The Force worked in mysterious and fortuitous ways that no one would ever really understand. For whatever reason, the Cosmic Force had impregnated Rey of Jakku with Ben Solo’s child.
Leia fought the urge to cry. This was never the way she thought her life was going to end up. It goes without saying, that they are both aware of how this happened, words are not necessary.
The general embraces Rey as warmly as she can. Nothing could have prepared either of them for this shocking turn of events. Rey sobs violently into her shoulder. Her mind is racing.
What am I going to do now? How will I tell him? Should I tell him? Will he sense it before I can reach him? Will this lure him back to the light?
Four Months Later
“Supreme Leader,” General Hux bows half heartedly as he regards the tall, cloaked man in front of him who is keeping watch over mechanics as they work on TIE fighters on The Finalizer.
“We have the prisoner on board, the girl you’ve been looking for,” Hux looks disgusted, as if he doesn’t think the matter is important. “The girl who supposedly murdered the Supreme— ahem, Snoke.”
“I know,” Kylo Ren says impassively, hands clasped behind his back. “Bring her in. I want her unharmed.”
“Yes, Supreme Leader. You have made that clear,” Hux rolls his eyes before turning on his heel to exit the room. But Ren doesn’t care enough to punish him for his attitude.  
On the outside, he appears to be calm and collected. His hair isn’t as unkempt as it usually is and his face is as clear as porcelain.
But on the inside, he feels as if a thousand tiny needles were poking his chest. His heart was pounding. His stomach felt uneasy and sick.
He has not seen Rey of Jakku in the flesh since the day he murdered his master for her. Although they had kept an unstable connection in the Force, they’d mostly done their best to ignore each other — acknowledging that neither party was willing to concede.
When she’s finally brought in by two stormtroopers, Kylo Ren’s stone cold expression melts to a softer one as Ben Solo begins to show through.
He waves the guards away. After the door is closed, he releases her restraints with a wave of his gloved hand. They fall to the floor, clanking loudly.
She stands very still for a moment, wearing a forest green cloak that drapes over her body, only exposing her ankles and brown boots. She looks up at him, a towering figure compared to her stature.
“I’m assuming you have some sort of motive for coming here today…” Ben says, crossing his arms. “Did you come to surrender? Or have you come to try to sway me back to the puny Resistance again?”

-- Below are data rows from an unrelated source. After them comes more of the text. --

//! Error taxonomy for plan execution.

use thiserror::Error;

/// Failure surfaced by a workspace operation, a step, or a whole plan.
///
/// Collaborator failures (network construction, verification, runs) carry the
/// underlying `anyhow::Error` so the full cause chain is kept in log output.
#[derive(Debug, Error)]
pub enum ExecutionError {
    /// A step declares an impossible shape or iteration policy.
    #[error("execution step '{step}' is invalid: {reason}")]
    InvalidStep { step: String, reason: String },
    /// A network definition was submitted without a name.
    #[error("network definition should have a name")]
    MissingNetName,
    /// A referenced network is not registered in the workspace.
    #[error("network '{0}' not found")]
    NetNotFound(String),
    /// A referenced blob does not exist in the store or its parents.
    #[error("blob '{0}' not found")]
    BlobNotFound(String),
    /// The network factory could not construct the network.
    #[error("error when creating network '{name}': {cause:#}")]
    NetBuild { name: String, cause: anyhow::Error },
    /// The network was constructed but failed its verification pass.
    #[error("error when setting up network '{name}': {cause:#}")]
    NetVerify { name: String, cause: anyhow::Error },
    /// A network run returned failure.
    #[error("error when running network '{name}': {cause:#}")]
    NetRun { name: String, cause: anyhow::Error },
    /// The network factory could not construct an operator.
    #[error("cannot create operator of type '{op_type}': {cause:#}")]
    OperatorBuild { op_type: String, cause: anyhow::Error },
    /// A standalone operator run returned failure.
    #[error("error when running operator '{op_type}': {cause:#}")]
    OperatorRun { op_type: String, cause: anyhow::Error },
    /// A criteria network broke its contract of producing exactly one boolean scalar.
    #[error("criteria network '{network}' violated its contract: {reason}")]
    CriteriaContract { network: String, reason: String },
}

impl ExecutionError {
    pub(crate) fn invalid_step(step: &str, reason: impl Into<String>) -> Self {
        ExecutionError::InvalidStep {
            step: step.to_string(),
            reason: reason.into(),
        }
    }

    pub(crate) fn criteria(network: &str, reason: impl Into<String>) -> Self {
        ExecutionError::CriteriaContract {
            network: network.to_string(),
            reason: reason.into(),
        }
    }
}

“Neither,” she says seriously. Her chest is tight with anxiety. She’d hoped that he would sense the growing child in her womb, so that she didn’t actually have to vocalize it. But alas, he hadn’t.

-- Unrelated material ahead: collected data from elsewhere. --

//! Structural checks over a plan that do not require building any network.
//!
//! The engine performs the same checks lazily while executing; this pass lets
//! the CLI report every problem in a plan up front.

use std::collections::HashSet;
use std::fmt;

use super::{ExecutionStep, PlanDef};

/// A single configuration problem found in a plan.
#[derive(Debug, Clone, PartialEq, Eq)]
pub struct PlanIssue {
    /// Slash-separated path of step names leading to the problem, or `networks[i]`.
    pub location: String,
    /// Human readable description.
    pub message: String,
}

impl fmt::Display for PlanIssue {
    fn fmt(&self, f: &mut fmt::Formatter<'_>) -> fmt::Result {
        write!(f, "{}: {}", self.location, self.message)
    }
}

/// Validate a plan and return every issue found. An empty list means the plan is well formed.
///
/// Checks:
/// - every network definition has a non-empty name
/// - no step mixes substeps and networks
/// - no step mixes `num_iter` and `criteria_network`
/// - `report_net` comes with a positive `report_interval`
/// - every referenced network (step, criteria, report) is declared in the plan
pub fn validate_plan(plan: &PlanDef) -> Vec<PlanIssue> {
    let mut issues = Vec::new();
    let mut declared: HashSet<&str> = HashSet::new();

    for (index, net) in plan.networks.iter().enumerate() {
        if net.name.is_empty() {
            issues.push(PlanIssue {
                location: format!("networks[{index}]"),
                message: "network definition should have a name".to_string(),
            });
        } else {
            declared.insert(net.name.as_str());
        }
    }

    for step in &plan.steps {
        validate_step(step, "", &declared, &mut issues);
    }
    issues
}

fn validate_step(step: &ExecutionStep, parent: &str, declared: &HashSet<&str>, issues: &mut Vec<PlanIssue>) {
    let label = if step.name.is_empty() { "<unnamed>" } else { step.name.as_str() };
    let location = if parent.is_empty() {
        label.to_string()
    } else {
        format!("{parent}/{label}")
    };
    let mut push = |message: String| {
        issues.push(PlanIssue {
            location: location.clone(),
            message,
        })
    };

    if step.mixes_substeps_and_networks() {
        push("step should either have substeps or networks but not both".to_string());
    }
    if step.mixes_iteration_modes() {
        push("num_iter must not be set together with criteria_network".to_string());
    }
    if let Some((report_net, interval)) = step.report() {
        if !interval.is_some_and(|seconds| seconds > 0) {
            push(format!("report_net '{report_net}' requires a positive report_interval"));
        }
        if !declared.contains(report_net) {
            push(format!("report net '{report_net}' is not declared in the plan"));
        }
    }
    if let Some(criteria) = step.criteria_network.as_deref()
        && !declared.contains(criteria)
    {
        push(format!("criteria network '{criteria}' is not declared in the plan"));
    }
    for network in &step.networks {
        if !declared.contains(network.as_str()) {
            push(format!("network '{network}' is not declared in the plan"));
        }
    }

    for substep in &step.substeps {
        validate_step(substep, &location, declared, issues);
    }
}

“Do you have a death wish then?” He asks, circling her. “It was very dangerous for you to enter our radar field. You could have been shot down without a second thought.”

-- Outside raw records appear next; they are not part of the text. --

#[cfg(test)]
mod tests {
    use std::sync::Arc;

    use anyhow::{Result, bail};

    use super::*;
    use crate::{blob::BlobValue, network::Network};

    /// Appends its name to a shared log on every run; fails when told to.
    struct LoggingNet {
        name: String,
        log: Arc<Mutex<Vec<String>>>,
        fail_on_run: Option<usize>,
        runs: AtomicUsize,
    }

    impl Network for LoggingNet {
        fn name(&self) -> &str {
            &self.name
        }
        fn external_outputs(&self) -> &[String] {
            &[]
        }
        fn run(&self) -> Result<()> {
            let run = self.runs.fetch_add(1, Ordering::SeqCst) + 1;
            self.log.lock().push(self.name.clone());
            if self.fail_on_run == Some(run) {
                bail!("{} failed on run {run}", self.name);
            }
            Ok(())
        }
    }

    /// Writes the next scripted boolean into `flag` on each run.
    struct ScriptedCriteria {
        script: Mutex<Vec<bool>>,
        outputs: Vec<String>,
        workspace_flag: Arc<crate::blob::Blob>,
    }

    impl Network for ScriptedCriteria {
        fn name(&self) -> &str {
            "criteria"
        }
        fn external_outputs(&self) -> &[String] {
            &self.outputs
        }
        fn run(&self) -> Result<()> {
            let mut script = self.script.lock();
            let next = if script.is_empty() { false } else { script.remove(0) };
            self.workspace_flag.set(BlobValue::Bool(vec![next]));
            Ok(())
        }
    }

    fn register_logging(workspace: &Workspace, log: &Arc<Mutex<Vec<String>>>, name: &str, fail_on_run: Option<usize>) {
        workspace
            .register_net(Arc::new(LoggingNet {
                name: name.to_string(),
                log: log.clone(),
                fail_on_run,
                runs: AtomicUsize::new(0),
            }))
            .expect("register");
    }

    fn leaf(name: &str, networks: &[&str]) -> ExecutionStep {
        ExecutionStep {
            name: name.to_string(),
            networks: networks.iter().map(|net| net.to_string()).collect(),
            ..Default::default()
        }
    }

    #[test]
    fn leaf_step_runs_networks_in_order_for_each_iteration() {
        let workspace = Workspace::default();
        let log = Arc::new(Mutex::new(Vec::new()));
        register_logging(&workspace, &log, "a", None);
        register_logging(&workspace, &log, "b", None);

        let step = ExecutionStep {
            num_iter: Some(3),
            ..leaf("train", &["a", "b"])
        };
        execute_step(&workspace, &step, &always_continue).expect("step succeeds");
        assert_eq!(log.lock().clone(), vec!["a", "b", "a", "b", "a", "b"]);
    }

    #[test]
    fn leaf_step_stops_at_first_failure() {
        let workspace = Workspace::default();
        let log = Arc::new(Mutex::new(Vec::new()));
        register_logging(&workspace, &log, "a", Some(2));
        register_logging(&workspace, &log, "b", None);

        let step = ExecutionStep {
            num_iter: Some(5),
            ..leaf("train", &["a", "b"])
        };
        let error = execute_step(&workspace, &step, &always_continue).expect_err("step fails");
        assert!(matches!(error, ExecutionError::NetRun { ref name, .. } if name == "a"));
        assert_eq!(log.lock().clone(), vec!["a", "b", "a"]);
    }

    #[test]
    fn leaf_step_with_unknown_network_runs_nothing() {
        let workspace = Workspace::default();
        let log = Arc::new(Mutex::new(Vec::new()));
        register_logging(&workspace, &log, "a", None);

        let error = execute_step(&workspace, &leaf("train", &["a", "ghost"]), &always_continue).expect_err("unresolved");
        assert!(matches!(error, ExecutionError::NetNotFound(ref name) if name == "ghost"));
        assert!(log.lock().is_empty());
    }

    #[test]
    fn mixed_step_fails_validation_without_running() {
        let workspace = Workspace::default();
        let log = Arc::new(Mutex::new(Vec::new()));
        register_logging(&workspace, &log, "a", None);

        let step = ExecutionStep {
            substeps: vec![leaf("child", &["a"])],
            ..leaf("mixed", &["a"])
        };
        let error = execute_step(&workspace, &step, &always_continue).expect_err("invalid");
        assert!(matches!(error, ExecutionError::InvalidStep { .. }));
        assert!(log.lock().is_empty());
    }

    #[test]
    fn criteria_sequence_controls_iterations() {
        let workspace = Workspace::default();
        let log = Arc::new(Mutex::new(Vec::new()));
        register_logging(&workspace, &log, "work", None);
        let flag = workspace.create_blob("keep_going");
        workspace
            .register_net(Arc::new(ScriptedCriteria {
                script: Mutex::new(vec![true, true, false]),
                outputs: vec!["keep_going".into()],
                workspace_flag: flag,
            }))
            .expect("register criteria");

        let step = ExecutionStep {
            criteria_network: Some("criteria".into()),
            ..leaf("loop", &["work"])
        };
        execute_step(&workspace, &step, &always_continue).expect("step succeeds");
        assert_eq!(log.lock().len(), 2);
    }

    #[test]
    fn external_predicate_caps_iterations() {
        let workspace = Workspace::default();
        let log = Arc::new(Mutex::new(Vec::new()));
        register_logging(&workspace, &log, "a", None);

        let step = ExecutionStep {
            num_iter: Some(10),
            ..leaf("train", &["a"])
        };
        execute_step(&workspace, &step, &|iteration| iteration < 4).expect("step succeeds");
        assert_eq!(log.lock().len(), 4);
    }

    #[test]
    fn sequential_substeps_stop_after_failure() {
        let workspace = Workspace::default();
        let log = Arc::new(Mutex::new(Vec::new()));
        register_logging(&workspace, &log, "one", None);
        register_logging(&workspace, &log, "two", Some(1));
        register_logging(&workspace, &log, "three", None);

        let step = ExecutionStep {
            name: "outer".into(),
            num_iter: Some(3),
            substeps: vec![leaf("s1", &["one"]), leaf("s2", &["two"]), leaf("s3", &["three"])],
            ..Default::default()
        };
        let error = execute_step(&workspace, &step, &always_continue).expect_err("fails");
        assert!(matches!(error, ExecutionError::NetRun { ref name, .. } if name == "two"));
        assert_eq!(log.lock().clone(), vec!["one", "two"]);
    }

    #[test]
    fn composite_step_repeats_all_substeps_per_iteration() {
        let workspace = Workspace::default();
        let log = Arc::new(Mutex::new(Vec::new()));
        register_logging(&workspace, &log, "one", None);
        register_logging(&workspace, &log, "two", None);

        let step = ExecutionStep {
            name: "outer".into(),
            num_iter: Some(2),
            substeps: vec![leaf("s1", &["one"]), leaf("s2", &["two"])],
            ..Default::default()
        };
        execute_step(&workspace, &step, &always_continue).expect("succeeds");
        assert_eq!(log.lock().clone(), vec!["one", "two", "one", "two"]);
    }

    #[test]
    fn concurrent_substeps_run_every_child() {
        let workspace = Workspace::default();
        let log = Arc::new(Mutex::new(Vec::new()));
        let names = ["w0", "w1", "w2", "w3"];
        for name in names {
            register_logging(&workspace, &log, name, None);
        }

        let step = ExecutionStep {
            name: "fan_out".into(),
            concurrent_substeps: true,
            substeps: names.iter().map(|name| leaf(name, &[*name])).collect(),
            ..Default::default()
        };
        execute_step(&workspace, &step, &always_continue).expect("succeeds");
        let mut seen = log.lock().clone();
        seen.sort();
        assert_eq!(seen, vec!["w0", "w1", "w2", "w3"]);
    }

    #[test]
    fn concurrent_failure_fails_the_round() {
        let workspace = Workspace::default();
        let log = Arc::new(Mutex::new(Vec::new()));
        let names = ["w0", "w1", "w2", "w3"];
        for name in names {
            register_logging(&workspace, &log, name, (name == "w2").then_some(1));
        }

        let step = ExecutionStep {
            name: "fan_out".into(),
            concurrent_substeps: true,
            num_iter: Some(3),
            substeps: names.iter().map(|name| leaf(name, &[*name])).collect(),
            ..Default::default()
        };
        let error = execute_step(&workspace, &step, &always_continue).expect_err("fails");
        assert!(matches!(error, ExecutionError::NetRun { ref name, .. } if name == "w2"));
        let started = log.lock().len();
        assert!((1..=4).contains(&started), "started {started} substeps");
        assert!(log.lock().iter().any(|name| name == "w2"));
    }

    #[test]
    fn criteria_with_two_outputs_fails_before_any_leaf_run() {
        let workspace = Workspace::default();
        let log = Arc::new(Mutex::new(Vec::new()));
        register_logging(&workspace, &log, "work", None);
        let flag = workspace.create_blob("keep_going");
        workspace
            .register_net(Arc::new(ScriptedCriteria {
                script: Mutex::new(vec![true, true]),
                outputs: vec!["keep_going".into(), "extra".into()],
                workspace_flag: flag,
            }))
            .expect("register criteria");

        let step = ExecutionStep {
            criteria_network: Some("criteria".into()),
            ..leaf("loop", &["work"])
        };
        let error = execute_step(&workspace, &step, &always_continue).expect_err("contract violation");
        assert!(matches!(error, ExecutionError::CriteriaContract { ref network, .. } if network == "criteria"));
        assert!(log.lock().is_empty());
    }

    /// Sleeps briefly on every run so a long loop can be observed mid-flight.
    struct SlowNet {
        runs: Arc<AtomicUsize>,
    }

    impl Network for SlowNet {
        fn name(&self) -> &str {
            "slow"
        }
        fn external_outputs(&self) -> &[String] {
            &[]
        }
        fn run(&self) -> Result<()> {
            self.runs.fetch_add(1, Ordering::SeqCst);
            thread::sleep(Duration::from_millis(1));
            Ok(())
        }
    }

    #[test]
    fn concurrent_failure_stops_sibling_inner_loop() {
        let workspace = Workspace::default();
        let log = Arc::new(Mutex::new(Vec::new()));
        let slow_runs = Arc::new(AtomicUsize::new(0));
        workspace
            .register_net(Arc::new(SlowNet { runs: slow_runs.clone() }))
            .expect("register slow");
        register_logging(&workspace, &log, "broken", Some(1));

        let step = ExecutionStep {
            name: "fan_out".into(),
            concurrent_substeps: true,
            substeps: vec![
                ExecutionStep {
                    num_iter: Some(10_000),
                    ..leaf("long", &["slow"])
                },
                leaf("failing", &["broken"]),
            ],
            ..Default::default()
        };
        let started = std::time::Instant::now();
        let error = execute_step(&workspace, &step, &always_continue).expect_err("fails");
        assert!(matches!(error, ExecutionError::NetRun { ref name, .. } if name == "broken"));
        let runs = slow_runs.load(Ordering::SeqCst);
        assert!(runs < 10_000, "sibling loop ran to completion ({runs} runs)");
        assert!(started.elapsed() < Duration::from_secs(5), "sibling loop was not cancelled promptly");
    }

    #[test]
    fn missing_report_net_is_not_fatal() {
        let workspace = Workspace::default();
        let log = Arc::new(Mutex::new(Vec::new()));
        register_logging(&workspace, &log, "a", None);

        let step = ExecutionStep {
            report_net: Some("ghost".into()),
            report_interval: Some(1),
            ..leaf("train", &["a"])
        };
        execute_step(&workspace, &step, &always_continue).expect("succeeds");
        assert_eq!(log.lock().clone(), vec!["a"]);
    }

    #[test]
    fn report_net_without_interval_is_rejected() {
        let workspace = Workspace::default();
        let log = Arc::new(Mutex::new(Vec::new()));
        register_logging(&workspace, &log, "a", None);
        register_logging(&workspace, &log, "report", None);

        let step = ExecutionStep {
            report_net: Some("report".into()),
            ..leaf("train", &["a"])
        };
        let error = execute_step(&workspace, &step, &always_continue).expect_err("invalid");
        assert!(error.to_string().contains("positive report_interval"), "unexpected error: {error}");
        assert!(log.lock().is_empty());
    }
}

“Well I wasn’t,” Rey snaps, crossing her arms.
“You’re lucky I sensed your presence,” he reasons. “So why are you here, Rey?”
She pauses for a long moment, staring intently into his dark eyes.
She moves to unbutton her cloak, keeping her eyes on him. Ben Solo almost blushes, confused as to why she’s unbuttoning it.
She let’s the cloak slide off of her shoulders, but she keeps it wrapped around her arms, covering her body. She shivers nervously and bites her lip, still keeping her eyes locked on him.
Ben is confused but simply watches her.
Finally, she lets the cloak slide off of her completely. She’s wearing her usual grey tunic and at first, Ben doesn’t notice anything remarkable — until his eyes stumble over the very obvious swell of her belly.
She’s pregnant.
His jaw falls open as he begins to lose his breath. He’s hurting now. The feeling hit him like a dozen daggers, stabbing into his chest.
How could she flaunt this in front of him? Another man’s child. Surely she must have known he was in love with her. He wants to cry, he wants to break things, he wants to destroy her, he wants to kiss her.
Rey begins to cry. Tears streak her face as she places her hands on her belly and takes a careful step to close the gap between them.
“Ben,” she finally speaks. “She’s yours.”